Sunday, December 2, 2012

Being Good Enough

I was reading through a list titled "20 Things Not to Worry About Before You Turn Twenty." Most of the things on the list made sense and felt comforting. For example, they had: "Don't Worry about choosing political beliefs or siding with a political party. It's the issues that matter, not the party" or "Don't Worry about knowing whether you want to get married or have kids." Then I ran into one that struck right to my heart. It was the one about being perfect and it included a picture where someone had written on the palm of their hand "You Are Good Enough." For some reason, that brought tears to my eyes. I don't know. I've been emotional and crying a lot lately, but those simple words "You Are Good Enough" really hit home. All my life, I've waiting for someone to say that to me, to tell me that I was good enough and that I didn't have to keep trying, to keep working. My parents never did.
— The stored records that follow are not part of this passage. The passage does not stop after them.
//! Utility maths functions

// ---------------------------------------------------------------------------
// IMPORTS
// ---------------------------------------------------------------------------

use num_traits::{Float, FloatConst};

/// Clamp a value into the range `[min, max]`.
///
/// NaN values are passed through unchanged.
pub fn clamp<T>(value: &T, min: &T, max: &T) -> T 
where
    T: Float
{
    let mut ret = *value;

    if ret > *max {
        ret = *max
    }
    if ret < *min {
        ret = *min
    }

    ret
}

/// Zero any value whose magnitude is below `band`.
pub fn deadband<T>(value: T, band: T) -> T
where
    T: Float
{
    if value.abs() < band {
        T::zero()
    }
    else {
        value
    }
}

/// Wrap an angle into the range `(-pi, pi]`.
pub fn wrap_pi<T>(angle: T) -> T
where
    T: Float + FloatConst
{
    let w = rem_euclid(angle + T::PI(), T::TAU()) - T::PI();

    // rem_euclid may round up to exactly tau, giving -pi rather than pi
    if w <= -T::PI() {
        w + T::TAU()
    }
    else {
        w
    }
}

/// Calculates the least nonnegative remainder of `lhs (mod rhs)`.
/// 
/// In particular, the return value `r` satisfies `0.0 <= r < rhs.abs()` in
/// most cases. However, due to a floating point round-off error it can
/// result in `r == rhs.abs()` if `lhs` is much smaller than `rhs.abs()` in
/// magnitude and `lhs < 0.0`.
pub fn rem_euclid<T>(lhs: T, rhs: T) -> T
where
    T: Float
{
    let r = lhs % rhs;
    if r < T::zero() { r + rhs.abs() } else { r }
}

/// Smoothing factor of a first order low pass filter with bandwidth `bw_rads`
/// sampled every `dt_s` seconds.
///
/// The filter is then `y += alpha * (x - y)`.
pub fn low_pass_alpha<T>(bw_rads: T, dt_s: T) -> T
where
    T: Float
{
    if bw_rads <= T::zero() || dt_s <= T::zero() {
        return T::zero();
    }

    T::one() - (-bw_rads * dt_s).exp()
}

#[cfg(test)]
mod test {
    use super::*;

    const TAU: f64 = std::f64::consts::TAU;
    const PI: f64 = std::f64::consts::PI;

    #[test]
    fn test_wrap_pi() {
        assert!((wrap_pi(0.5f64) - 0.5).abs() < 1e-12);
        assert!((wrap_pi(PI + 0.5) - (0.5 - PI)).abs() < 1e-12);
        assert!((wrap_pi(-PI - 0.5) - (PI - 0.5)).abs() < 1e-12);
        assert!((wrap_pi(3.0 * TAU + 1.0) - 1.0).abs() < 1e-9);
        assert!((wrap_pi(PI) - PI).abs() < 1e-12);
        assert!((wrap_pi(-PI) - PI).abs() < 1e-12);
    }

    #[test]
    fn test_clamp_deadband() {
        assert_eq!(clamp(&2.0f64, &-1.0, &1.0), 1.0);
        assert_eq!(clamp(&-2.0f64, &-1.0, &1.0), -1.0);
        assert_eq!(clamp(&0.3f64, &-1.0, &1.0), 0.3);
        assert_eq!(deadband(0.01f64, 0.05), 0.0);
        assert_eq!(deadband(-0.2f64, 0.05), -0.2);
    }

    #[test]
    fn test_low_pass_alpha() {
        assert_eq!(low_pass_alpha(0.0f64, 0.01), 0.0);
        assert_eq!(low_pass_alpha(10.0f64, -1.0), 0.0);
        let a = low_pass_alpha(10.0f64, 0.01);
        assert!((a - (1.0 - (-0.1f64).exp())).abs() < 1e-12);
        assert!(low_pass_alpha(1e6f64, 1.0) <= 1.0);
    }
}
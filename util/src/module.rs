//! Module interfaces
//!
//! Stateful processing blocks in `drive_exec` implement the `State` trait so
//! that they are initialised from a parameter file and then stepped once per
//! control cycle.

// ---------------------------------------------------------------------------
// IMPORTS
// ---------------------------------------------------------------------------

// Internal imports
use crate::session::Session;

// ---------------------------------------------------------------------------
// MODULE STATE
// ---------------------------------------------------------------------------

/// The module's internal state.
pub trait State {
    /// Data required during initialisation
    type InitData;
    /// An error which can occur during initialisation.
    type InitError;

    /// Data required for cyclic processing.
    type InputData;
    /// Data produced by cyclic processing.
    type OutputData;
    /// A report on the status of the cyclic processing.
    type StatusReport;
    /// An error which can occur during cyclic processing.
    type ProcError;

    /// Initialise the module.
    ///
    /// # Inputs
    /// - `init_data`: The input data required by the module, usually the
    ///   path to its parameter file.
    ///
    /// # Outputs
    /// - On success `Ok(())`.
    /// - On error an `InitError` instance.
    fn init(&mut self, init_data: Self::InitData, session: &Session)
        -> Result<(), Self::InitError>;

    /// Main module processing function, called once per cycle.
    fn proc(&mut self, input_data: &Self::InputData)
        -> Result<(Self::OutputData, Self::StatusReport), Self::ProcError>;
}
//! # Drive control module
//!
//! Drive control computes the throttle and steering commands sent to the car.
//!
//! In manual mode the operator's sticks are passed through a deadband and
//! clamp. In autodrive mode the operator's throttle stick instead scales the
//! speed limit to give a target speed, which a PI controller on the
//! estimated speed tracks, and the steering follows the reference track
//! using PD control on the lateral and heading errors with a curvature
//! feed-forward. The target speed is reduced in corners so that the lateral
//! acceleration stays within the traction limit.
//!
//! If the operator's input device stops reporting the car is stopped
//! regardless of mode.

// ---------------------------------------------------------------------------
// MODULES
// ---------------------------------------------------------------------------

pub mod controllers;
pub mod params;
pub mod state;

// ---------------------------------------------------------------------------
// IMPORTS
// ---------------------------------------------------------------------------

// Internal
pub use controllers::*;
pub use params::Params;
pub use state::*;
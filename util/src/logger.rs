//! Generic logger utility functions

// ---------------------------------------------------------------------------
// IMPORTS
// ---------------------------------------------------------------------------

// External imports
use log::{self, info};
use fern;
use colored::{ColoredString, Colorize};
use thiserror::Error;

// Internal imports
use crate::session;

// Re-exports
pub use log::LevelFilter;

// ---------------------------------------------------------------------------
// ENUMERATIONS
// ---------------------------------------------------------------------------

/// Errors associated with initialising the logger.
#[derive(Debug, Error)]
pub enum LoggerInitError {
    #[error("Expected a log level less than `INFO`, found `{0}`")]
    InvalidMinLogLevel(log::LevelFilter),

    #[error("Error initialising the log file: {0}")]
    LogFileInitError(std::io::Error),

    #[error("An error occured while setting up the logger: {0}")]
    FernInitError(log::SetLoggerError)
}

// ---------------------------------------------------------------------------
// PUBLIC FUNCTIONS
// ---------------------------------------------------------------------------

/// Initialise the logger for this execution.
/// 
/// Messages go to stderr and to the session's log file. Since the drive
/// executable runs the frame loop, the writer and the pollers on separate
/// threads, debug and trace lines carry the name of the emitting thread.
/// 
/// # Notes
/// 
/// - `min_level` must be greater than `log::Level::Info`.
/// 
/// # Safety
/// 
/// - This function must only be called once to prevent corrupting logs.
pub fn logger_init(
    min_level: self::LevelFilter, 
    session: &session::Session
) -> Result<(), LoggerInitError> {

    if min_level < log::Level::Info {
        return Err(LoggerInitError::InvalidMinLogLevel(min_level))
    }

    let log_file = fern::log_file(session.log_file_path.clone())
        .map_err(LoggerInitError::LogFileInitError)?;

    fern::Dispatch::new()
        .format(|out, message, record| {
            if record.level() > log::Level::Info {
                let thread = std::thread::current();
                out.finish(format_args!(
                    "[{:10.6} {}] {}@{}: {}",
                    session::get_elapsed_seconds(),
                    level_to_str(record.level()),
                    record.target(),
                    thread.name().unwrap_or("?"),
                    message
                ))
            }
            else {
                out.finish(format_args!(
                    "[{:10.6} {}] {}",
                    session::get_elapsed_seconds(),
                    level_to_str(record.level()),
                    message
                ))
            }
        })
        .level(min_level)
        .chain(std::io::stderr())
        .chain(log_file)
        .apply()
        .map_err(LoggerInitError::FernInitError)?;
    
    info!("Logging initialised");
    info!("    Session epoch: {}", session::get_epoch());
    info!("    Log level: {:?}", min_level);
    info!("    Log file path: {:?}", session.log_file_path);

    Ok(())
}

// ---------------------------------------------------------------------------
// PRIVATE FUNCTIONS
// ---------------------------------------------------------------------------

/// Get the string representation of a log level
fn level_to_str(level: log::Level) -> ColoredString {
    match level {
        log::Level::Trace => "TRC".dimmed().italic(),
        log::Level::Debug => "DBG".dimmed(),
        log::Level::Info  => "INF".normal(),
        log::Level::Warn  => "WRN".yellow(),
        log::Level::Error => "ERR".red().bold()
    }
}
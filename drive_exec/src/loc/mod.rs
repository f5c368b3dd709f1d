//! # Localisation module
//!
//! Localisation is performed with a particle filter over the car's planar
//! pose. Each particle is moved by the wheel odometry and gyro yaw rate, with
//! noise added, and is then weighted by how well the bearings to the cones
//! seen by the camera agree with the bearings it would expect given the cone
//! map.
//!
//! All angles are in radians, positive anticlockwise (to the left) about the
//! map's Z axis. Bearings are measured from the car's forward axis.

// ---------------------------------------------------------------------------
// MODULES
// ---------------------------------------------------------------------------

pub mod landmarks;
pub mod localizer;
mod params;

// ---------------------------------------------------------------------------
// IMPORTS
// ---------------------------------------------------------------------------

use nalgebra::Vector2;
use serde::{Deserialize, Serialize};

pub use landmarks::Landmark;
pub use localizer::*;
pub use params::LocParams;

// ---------------------------------------------------------------------------
// DATA STRUCTURES
// ---------------------------------------------------------------------------

/// The pose of the car in the map frame.
#[derive(Debug, Copy, Clone, Serialize, Deserialize, Default, PartialEq)]
pub struct Pose2 {
    pub x_m: f64,
    pub y_m: f64,

    /// Heading from the map X axis, in `(-pi, pi]`
    pub heading_rad: f64,
}

/// A single pose hypothesis.
#[derive(Debug, Copy, Clone, Serialize, Default, PartialEq)]
pub struct Particle {
    pub x_m: f64,
    pub y_m: f64,
    pub heading_rad: f64,

    /// Importance weight, the weights of the set sum to one
    pub weight: f64,
}

// ---------------------------------------------------------------------------
// ENUMERATIONS
// ---------------------------------------------------------------------------

/// Potential errors raised by the localisation module.
#[derive(Debug, thiserror::Error)]
pub enum LocError {
    #[error("Invalid localiser parameters: {0}")]
    InvalidParams(String),

    #[error("Cannot read the landmark file {0:?}: {1}")]
    LandmarkFileError(std::path::PathBuf, std::io::Error),

    #[error("Malformed landmark data: {0}")]
    MalformedLandmarks(String),

    #[error("The landmark map contains no landmarks")]
    NoLandmarks,
}

// ---------------------------------------------------------------------------
// IMPLEMENTATIONS
// ---------------------------------------------------------------------------

impl Pose2 {
    pub fn new(x_m: f64, y_m: f64, heading_rad: f64) -> Self {
        Self {
            x_m,
            y_m,
            heading_rad,
        }
    }

    /// Position as a vector.
    pub fn position_m(&self) -> Vector2<f64> {
        Vector2::new(self.x_m, self.y_m)
    }
}

impl Particle {
    pub fn new(x_m: f64, y_m: f64, heading_rad: f64, weight: f64) -> Self {
        Self {
            x_m,
            y_m,
            heading_rad,
            weight,
        }
    }
}
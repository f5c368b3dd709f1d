//! Generic parameters functions

// ---------------------------------------------------------------------------
// IMPORTS
// ---------------------------------------------------------------------------

use serde::de::DeserializeOwned;
use std::fs::read_to_string;
use std::path::{Path, PathBuf};
use thiserror::Error;
use toml;

// ---------------------------------------------------------------------------
// ENUMERATIONS
// ---------------------------------------------------------------------------

/// An error that occurs during loading of a parameter file.
#[derive(Debug, Error)]
pub enum LoadError {
    #[error("Cannot determine the software root directory")]
    SwRootNotFound,

    #[error("Cannot load the parmeter file {0:?}: {1}")]
    FileLoadError(PathBuf, std::io::Error),

    #[error("Cannot read the parameter file {0:?}: {1}")]
    DeserialiseError(PathBuf, toml::de::Error)
}

// ---------------------------------------------------------------------------
// PUBLIC FUNCTIONS
// ---------------------------------------------------------------------------

/// Get the full path to a file in the params directory.
pub fn param_path(param_file_path: &str) -> Result<PathBuf, LoadError> {
    let mut path = crate::host::get_sw_root()
        .map_err(|_| LoadError::SwRootNotFound)?;
    path.push("params");
    path.push(param_file_path);

    Ok(path)
}

/// Load a parameter file
///
/// The file path is relative to the "params" directory under the software root.
pub fn load<P>(param_file_path: &str) -> Result<P, LoadError> 
where
    P: DeserializeOwned
{
    load_from(param_path(param_file_path)?)
}

/// Load a parameter file from an explicit path.
pub fn load_from<P, F>(path: F) -> Result<P, LoadError>
where
    P: DeserializeOwned,
    F: AsRef<Path>
{
    let path = path.as_ref();

    let params_str = read_to_string(path)
        .map_err(|e| LoadError::FileLoadError(path.to_path_buf(), e))?;

    toml::from_str(params_str.as_str())
        .map_err(|e| LoadError::DeserialiseError(path.to_path_buf(), e))
}

#[cfg(test)]
mod test {
    use super::*;
    use serde::Deserialize;

    #[derive(Deserialize, Debug)]
    struct TestParams {
        gain: f64,
        name: String
    }

    #[test]
    fn test_load_from() {
        let dir = tempfile::tempdir().unwrap();
        let path = dir.path().join("test.toml");
        std::fs::write(&path, "gain = 0.5\nname = \"steer\"\n").unwrap();

        let p: TestParams = load_from(&path).unwrap();
        assert_eq!(p.gain, 0.5);
        assert_eq!(p.name, "steer");

        std::fs::write(&path, "gain = \"oops\"\n").unwrap();
        match load_from::<TestParams, _>(&path) {
            Err(LoadError::DeserialiseError(..)) => (),
            r => panic!("Expected a deserialise error, got {:?}", r)
        }

        match load_from::<TestParams, _>(dir.path().join("missing.toml")) {
            Err(LoadError::FileLoadError(..)) => (),
            r => panic!("Expected a file load error, got {:?}", r)
        }
    }
}
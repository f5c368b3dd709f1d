//! # Equipment interfaces
//!
//! The control loop and pollers only talk to equipment through these traits,
//! so the hardware drivers and the simulation can be swapped freely.

// ---------------------------------------------------------------------------
// IMPORTS
// ---------------------------------------------------------------------------

// External
use std::time::Duration;

// Internal
use comms_if::{
    eqpt::{
        cam::{ConeBearing, Frame},
        car::{ActuatorDems, CarFeedback},
        gps::GpsFix,
        imu::ImuSample,
    },
    input::InputEvent,
};

// ---------------------------------------------------------------------------
// ENUMERATIONS
// ---------------------------------------------------------------------------

#[derive(Debug, thiserror::Error)]
pub enum HwError {
    #[error("Failed to read from the {0}: {1}")]
    ReadFailed(&'static str, String),

    #[error("Failed to write to the {0}: {1}")]
    WriteFailed(&'static str, String),

    #[error("The {0} is disconnected")]
    Disconnected(&'static str),
}

// ---------------------------------------------------------------------------
// TRAITS
// ---------------------------------------------------------------------------

/// Inertial measurement unit.
pub trait Imu: Send {
    fn read(&mut self) -> Result<ImuSample, HwError>;
}

/// Servo and wheel encoder readback from the car controller.
pub trait FeedbackSource: Send {
    fn read_feedback(&mut self) -> Result<CarFeedback, HwError>;
}

/// Throttle, steering and status LED output.
pub trait Actuator {
    fn set_controls(&mut self, dems: &ActuatorDems) -> Result<(), HwError>;
}

/// Extracts cone bearings from a camera frame.
pub trait ConeDetector {
    /// Write the bearings of up to `max_cones` cones into `out`, returning
    /// the number found.
    ///
    /// `gyro_z_rads` is the current yaw rate, which detectors use to correct
    /// for rolling shutter skew.
    fn find_cones(
        &mut self,
        frame: &Frame,
        thresh: f64,
        gyro_z_rads: f32,
        max_cones: usize,
        out: &mut Vec<ConeBearing>,
    ) -> usize;
}

/// Gamepad or other human input device.
pub trait InputDevice: Send {
    /// Wait up to `timeout` for events.
    fn poll(&mut self, timeout: Duration) -> Result<Vec<InputEvent>, HwError>;
}

/// Satellite positioning receiver.
pub trait GpsReceiver: Send {
    /// The newest fix, `None` if no new solution is available yet.
    fn read_fix(&mut self) -> Result<Option<GpsFix>, HwError>;
}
They were always, "You need to get good grades in school so you can get into a good college." Then: "You need to finish college so you can get a good job." Then: "We're disappointed because you didn't make anything of yourself." So I went to grad school and even then, I don't know if that will be enough for them. I've never met anyone in my social life who said that to me, either. Not my friends, not my relationships. Or maybe I just don't see myself as good enough so their words fall on deaf ears. I'm crying as I'm writing this now, the tears streaming down my face, and I don't understand why. I don't understand how such simple things can make me cry. Maybe I am being too emotional. Or maybe, just maybe, there's something to this after all.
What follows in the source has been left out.